= Description of the task =
Scan the entries below for the word "email" and copy every line where it turns up.

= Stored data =
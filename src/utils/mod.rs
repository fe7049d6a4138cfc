//! Shared utilities: error types and logging

pub mod error;
pub mod logger;

pub use error::{AppError, AppResult};
pub use logger::{init_logger, init_logger_with_file};
//! Database module
//!
//! Embedded SurrealDB (RocksDB backend) plus the table schema. The DDL is
//! idempotent (`IF NOT EXISTS`) and applied on every startup; the unique
//! indexes and the salary assertion are the storage-layer backstop for the
//! invariants the validators enforce up front.

pub mod models;
pub mod repository;

use std::path::Path;

use surrealdb::Surreal;
use surrealdb::engine::local::{Db, RocksDb};

use crate::utils::AppError;

const NAMESPACE: &str = "ems";
const DATABASE: &str = "ems";

const SCHEMA_DDL: &str = r#"
DEFINE TABLE IF NOT EXISTS account SCHEMAFULL;
DEFINE FIELD IF NOT EXISTS username ON account TYPE string;
DEFINE FIELD IF NOT EXISTS email ON account TYPE string;
DEFINE FIELD IF NOT EXISTS password_hash ON account TYPE string;
DEFINE FIELD IF NOT EXISTS created_at ON account TYPE number;
DEFINE FIELD IF NOT EXISTS updated_at ON account TYPE number;
DEFINE INDEX IF NOT EXISTS account_username ON account FIELDS username UNIQUE;
DEFINE INDEX IF NOT EXISTS account_email ON account FIELDS email UNIQUE;

DEFINE TABLE IF NOT EXISTS employee SCHEMAFULL;
DEFINE FIELD IF NOT EXISTS first_name ON employee TYPE string;
DEFINE FIELD IF NOT EXISTS last_name ON employee TYPE string;
DEFINE FIELD IF NOT EXISTS email ON employee TYPE string;
DEFINE FIELD IF NOT EXISTS gender ON employee TYPE option<string>;
DEFINE FIELD IF NOT EXISTS designation ON employee TYPE string;
DEFINE FIELD IF NOT EXISTS salary ON employee TYPE number ASSERT $value >= 1000;
DEFINE FIELD IF NOT EXISTS date_of_joining ON employee TYPE string;
DEFINE FIELD IF NOT EXISTS department ON employee TYPE string;
DEFINE FIELD IF NOT EXISTS employee_photo ON employee TYPE option<string>;
DEFINE FIELD IF NOT EXISTS created_at ON employee TYPE number;
DEFINE FIELD IF NOT EXISTS updated_at ON employee TYPE number;
DEFINE INDEX IF NOT EXISTS employee_email ON employee FIELDS email UNIQUE;
"#;

/// Database service owning the embedded SurrealDB handle
#[derive(Clone)]
pub struct DbService {
    pub db: Surreal<Db>,
}

impl DbService {
    /// Open (or create) the database at `db_dir` and apply the schema
    pub async fn new(db_dir: &Path) -> Result<Self, AppError> {
        let db: Surreal<Db> = Surreal::new::<RocksDb>(db_dir)
            .await
            .map_err(|e| AppError::database(format!("Failed to open database: {e}")))?;

        db.use_ns(NAMESPACE)
            .use_db(DATABASE)
            .await
            .map_err(|e| AppError::database(format!("Failed to select namespace: {e}")))?;

        db.query(SCHEMA_DDL)
            .await
            .map_err(|e| AppError::database(format!("Failed to apply schema: {e}")))?
            .check()
            .map_err(|e| AppError::database(format!("Schema statement rejected: {e}")))?;

        tracing::info!("Database ready (embedded SurrealDB at {})", db_dir.display());

        Ok(Self { db })
    }
}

= Written response =
DEFINE FIELD IF NOT EXISTS email ON account TYPE string;
DEFINE INDEX IF NOT EXISTS account_email ON account FIELDS email UNIQUE;
DEFINE FIELD IF NOT EXISTS email ON employee TYPE string;
DEFINE INDEX IF NOT EXISTS employee_email ON employee FIELDS email UNIQUE;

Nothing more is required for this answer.